The high portion of asymptomatic cases of NCC in children that we observed is probably related to the ongoing serological screening for cysticercosis among children adopted from endemic regions, which caused a not negligible number of “only” seropositive children to be evaluated for a possible NCC [5].

The screening for cysticercosis in asymptomatic subjects could be theoretically useful in people at risk for NCC in order to early intercept affected subjects and improve their management and clinical outcome. However, there is no clear evidence that treating an asymptomatic subject harboring a live parasite will reduce the probability of neurological symptoms in the future, so the usefulness of a serological screening is questionable.

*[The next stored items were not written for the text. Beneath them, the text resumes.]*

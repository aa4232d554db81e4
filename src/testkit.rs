//! Shared fixtures for module tests: fake accessor maps, a scriptable
//! native module, and a gated observer driver.

use std::collections::{BTreeSet, HashMap, HashSet};
use std::sync::atomic::{AtomicBool, AtomicUsize, Ordering};
use std::sync::Arc;

use async_trait::async_trait;
use parking_lot::Mutex;
use serde_json::json;
use tokio::sync::Notify;

use crate::bridge::{
    Callback, Capability, CapabilityHandle, MapRegistry, ModuleLocator, NativeBridge, RegistrySource, ResultNormalizer,
    CANCEL_ALL_SCHEDULED, CANCEL_SCHEDULED, GET_LAST_RESPONSE, GET_PERMISSIONS, GET_PUSH_TOKEN, REQUEST_PERMISSIONS,
    SCHEDULE_NOTIFICATION, START_OBSERVING, STOP_OBSERVING,
};
use crate::core::{BridgeConfig, Notifications};
use crate::dispatch::DispatchShim;
use crate::error::{CanonicalResult, NotificationsError};
use crate::events::NotificationEvent;
use crate::subscribers::{EventSink, ObserverDriver};
use crate::types::{Notification, NotificationResponse};
use crate::value::{Accessor, AccessorFault, MapLike, NativeValue};

/// Accessor object answering only through configured getters.
pub(crate) struct FakeMap {
    type_name: String,
    getters: HashMap<(Accessor, String), NativeValue>,
    properties: HashMap<String, NativeValue>,
    throwing: HashSet<Accessor>,
    panicking_keys: bool,
}

impl FakeMap {
    pub(crate) fn new(type_name: &str) -> Self {
        Self {
            type_name: type_name.to_string(),
            getters: HashMap::new(),
            properties: HashMap::new(),
            throwing: HashSet::new(),
            panicking_keys: false,
        }
    }

    fn getter(mut self, accessor: Accessor, key: &str, value: NativeValue) -> Self {
        self.getters.insert((accessor, key.to_string()), value);
        self
    }

    pub(crate) fn with_get(self, key: &str, value: NativeValue) -> Self {
        self.getter(Accessor::Get, key, value)
    }

    pub(crate) fn with_get_map(self, key: &str, value: NativeValue) -> Self {
        self.getter(Accessor::GetMap, key, value)
    }

    pub(crate) fn with_string(self, key: &str, value: &str) -> Self {
        self.getter(Accessor::GetString, key, NativeValue::from(value))
    }

    pub(crate) fn with_boolean(self, key: &str, value: bool) -> Self {
        self.getter(Accessor::GetBoolean, key, NativeValue::from(value))
    }

    pub(crate) fn with_array(self, key: &str, items: Vec<NativeValue>) -> Self {
        self.getter(Accessor::GetArray, key, NativeValue::Array(items))
    }

    pub(crate) fn with_property(mut self, key: &str, value: NativeValue) -> Self {
        self.properties.insert(key.to_string(), value);
        self
    }

    /// Every call through `accessor` throws.
    pub(crate) fn throwing(mut self, accessor: Accessor) -> Self {
        self.throwing.insert(accessor);
        self
    }

    /// `keys()` panics.
    pub(crate) fn panicking_keys(mut self) -> Self {
        self.panicking_keys = true;
        self
    }
}

impl MapLike for FakeMap {
    fn type_name(&self) -> &str {
        &self.type_name
    }

    fn keys(&self) -> Vec<String> {
        if self.panicking_keys {
            panic!("keys unavailable");
        }
        let keys: BTreeSet<String> = self
            .getters
            .keys()
            .map(|(_, k)| k.clone())
            .chain(self.properties.keys().cloned())
            .collect();
        keys.into_iter().collect()
    }

    fn property(&self, key: &str) -> Option<NativeValue> {
        self.properties.get(key).cloned()
    }

    fn call(&self, accessor: Accessor, key: &str) -> Result<NativeValue, AccessorFault> {
        if self.throwing.contains(&accessor) {
            return Err(AccessorFault::Threw(format!("{} rejected {key}", accessor.method_name())));
        }
        self.getters
            .get(&(accessor, key.to_string()))
            .cloned()
            .ok_or_else(|| AccessorFault::Threw(format!("no {} mapping for {key}", accessor.method_name())))
    }
}

pub(crate) fn ok_reply(data: NativeValue) -> NativeValue {
    NativeValue::object([("ok", NativeValue::from(true)), ("data", data)])
}

pub(crate) fn err_reply(code: &str, message: &str) -> NativeValue {
    NativeValue::object([
        ("ok", NativeValue::from(false)),
        (
            "error",
            NativeValue::object([("code", NativeValue::from(code)), ("message", NativeValue::from(message))]),
        ),
    ])
}

pub(crate) fn sample_notification() -> serde_json::Value {
    json!({
        "id": "notification-1",
        "date": 1_700_000_000_000.0,
        "request": {
            "content": { "title": "Hello", "body": "World" },
            "trigger": null
        }
    })
}

pub(crate) fn sample_response() -> serde_json::Value {
    json!({ "notification": sample_notification(), "actionIdentifier": "default" })
}

pub(crate) fn notification() -> Notification {
    serde_json::from_value(sample_notification()).expect("sample notification")
}

pub(crate) fn response() -> NotificationResponse {
    serde_json::from_value(sample_response()).expect("sample response")
}

type Handler = Arc<dyn Fn(Vec<NativeValue>, Callback) -> Result<(), String> + Send + Sync>;

/// Scriptable native module with per-method handlers and call counters.
#[derive(Clone)]
pub(crate) struct MockModule {
    handlers: Arc<Mutex<HashMap<String, Handler>>>,
    calls: Arc<Mutex<HashMap<String, usize>>>,
    observer: Arc<Mutex<Option<Callback>>>,
}

impl MockModule {
    /// A module answering every method with a well-formed tagged reply.
    pub(crate) fn standard() -> Self {
        let module = Self {
            handlers: Arc::new(Mutex::new(HashMap::new())),
            calls: Arc::new(Mutex::new(HashMap::new())),
            observer: Arc::new(Mutex::new(None)),
        };

        let permissions = NativeValue::from(json!({ "status": "granted", "granted": true, "canAskAgain": true }));
        for method in [GET_PERMISSIONS, REQUEST_PERMISSIONS] {
            let reply = ok_reply(permissions.clone());
            module.with_handler(method, move |_, cb| {
                cb.reply(reply.clone());
                Ok(())
            });
        }
        module.with_handler(GET_PUSH_TOKEN, |_, cb| {
            cb.reply(ok_reply(NativeValue::from(json!({ "type": "fcm", "data": "push-token-123" }))));
            Ok(())
        });
        module.with_handler(SCHEDULE_NOTIFICATION, |_, cb| {
            cb.reply(ok_reply(NativeValue::from("notification-id-1")));
            Ok(())
        });
        for method in [CANCEL_SCHEDULED, CANCEL_ALL_SCHEDULED, GET_LAST_RESPONSE] {
            module.with_handler(method, |_, cb| {
                cb.reply(ok_reply(NativeValue::Null));
                Ok(())
            });
        }

        let slot = Arc::clone(&module.observer);
        module.with_handler(START_OBSERVING, move |_, cb| {
            *slot.lock() = Some(cb.clone());
            cb.reply(ok_reply(NativeValue::Null));
            Ok(())
        });
        let slot = Arc::clone(&module.observer);
        module.with_handler(STOP_OBSERVING, move |_, cb| {
            slot.lock().take();
            cb.reply(ok_reply(NativeValue::Null));
            Ok(())
        });

        module
    }

    pub(crate) fn handle(&self) -> CapabilityHandle {
        Arc::new(self.clone())
    }

    /// Installs (or replaces) the handler for `method`.
    pub(crate) fn with_handler<F>(&self, method: &str, handler: F)
    where
        F: Fn(Vec<NativeValue>, Callback) -> Result<(), String> + Send + Sync + 'static,
    {
        self.handlers.lock().insert(method.to_string(), Arc::new(handler));
    }

    /// Removes `method` from the module.
    pub(crate) fn without(&self, method: &str) {
        self.handlers.lock().remove(method);
    }

    pub(crate) fn calls(&self, method: &str) -> usize {
        self.calls.lock().get(method).copied().unwrap_or(0)
    }

    /// Delivers `args` through the registered observer callback.
    pub(crate) fn emit(&self, args: Vec<NativeValue>) {
        let callback = self.observer.lock().clone().expect("observer registered");
        callback.invoke(args);
    }
}

impl Capability for MockModule {
    fn type_name(&self) -> &str {
        "MockModule"
    }

    fn has_method(&self, method: &str) -> bool {
        self.handlers.lock().contains_key(method)
    }

    fn invoke(&self, method: &str, args: Vec<NativeValue>, callback: Callback) -> Result<(), String> {
        *self.calls.lock().entry(method.to_string()).or_default() += 1;
        let handler = self.handlers.lock().get(method).cloned();
        match handler {
            Some(handler) => handler(args, callback),
            None => Err(format!("{method} is not a function")),
        }
    }
}

/// Bridge over a fresh registry holding `module` under the default name.
pub(crate) fn bridge_with(module: &MockModule) -> (NativeBridge, Arc<MapRegistry>) {
    let registry = MapRegistry::new("NativeModules");
    registry.register("LynxNotificationsModule", module.handle());

    let cfg = BridgeConfig::default();
    let source: Arc<dyn RegistrySource> = registry.clone();
    let locator = ModuleLocator::new(cfg.module_name, cfg.aliases, vec![source]);
    let bridge = NativeBridge::new(locator, ResultNormalizer::default(), DispatchShim::default());
    (bridge, registry)
}

/// Façade over a fresh registry holding `module` under the default name.
pub(crate) fn notifications_with(module: &MockModule) -> (Arc<Notifications>, Arc<MapRegistry>) {
    let registry = MapRegistry::new("NativeModules");
    registry.register("LynxNotificationsModule", module.handle());

    let notifications = Notifications::builder(BridgeConfig::default())
        .with_registry(registry.clone())
        .build();
    (notifications, registry)
}

/// Observer driver whose start/stop can be held open and released by tests.
#[derive(Default)]
pub(crate) struct GatedDriver {
    starts: AtomicUsize,
    stops: AtomicUsize,
    hold_start: AtomicBool,
    hold_stop: AtomicBool,
    fail_start: AtomicBool,
    start_gate: Notify,
    stop_gate: Notify,
    sink: Mutex<Option<EventSink>>,
}

impl GatedDriver {
    pub(crate) fn new() -> Arc<Self> {
        Arc::new(Self::default())
    }

    pub(crate) fn hold_starts(&self) {
        self.hold_start.store(true, Ordering::SeqCst);
    }

    pub(crate) fn release_start(&self) {
        self.hold_start.store(false, Ordering::SeqCst);
        self.start_gate.notify_one();
    }

    pub(crate) fn hold_stops(&self) {
        self.hold_stop.store(true, Ordering::SeqCst);
    }

    pub(crate) fn release_stop(&self) {
        self.hold_stop.store(false, Ordering::SeqCst);
        self.stop_gate.notify_one();
    }

    pub(crate) fn fail_starts(&self, fail: bool) {
        self.fail_start.store(fail, Ordering::SeqCst);
    }

    pub(crate) fn starts(&self) -> usize {
        self.starts.load(Ordering::SeqCst)
    }

    pub(crate) fn stops(&self) -> usize {
        self.stops.load(Ordering::SeqCst)
    }

    /// Delivers `event` as if the native side sent it.
    pub(crate) fn emit(&self, event: NotificationEvent) {
        let sink = self.sink.lock().clone();
        if let Some(sink) = sink {
            sink(event);
        }
    }
}

#[async_trait]
impl ObserverDriver for GatedDriver {
    async fn start(&self, sink: EventSink) -> CanonicalResult<()> {
        self.starts.fetch_add(1, Ordering::SeqCst);
        if self.hold_start.load(Ordering::SeqCst) {
            self.start_gate.notified().await;
        }
        if self.fail_start.load(Ordering::SeqCst) {
            return Err(NotificationsError::native("start refused"));
        }
        *self.sink.lock() = Some(sink);
        Ok(())
    }

    async fn stop(&self) -> CanonicalResult<()> {
        self.stops.fetch_add(1, Ordering::SeqCst);
        if self.hold_stop.load(Ordering::SeqCst) {
            self.stop_gate.notified().await;
        }
        self.sink.lock().take();
        Ok(())
    }
}

/// Lets spawned tasks on the current-thread runtime run to quiescence.
pub(crate) async fn settle() {
    for _ in 0..64 {
        tokio::task::yield_now().await;
    }
}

In conclusion, this study suggest that NCC is a rare condition in Southern Europe, therefore it is not surprising that clinicians may be poorly experienced in the diagnosis and management of it. NCC should be included in the differential diagnosis of patients with neurological signs or symptoms, especially if coming from endemic countries. Available diagnostic tools are not sufficiently accurate in some cases and as a consequence, a definitive diagnosis based on Del Brutto’s criteria cannot always be reached. Moreover, the treatment should be tailored on a case-by-case basis. For this reason, European health care providers might benefit from a transfer of knowledge from colleagues working in endemic areas through the creation of international networks involving expert from endemic areas. The development of a consensus diagnostic procedures and therapeutic decisions would positively impact on the patient care in Europe.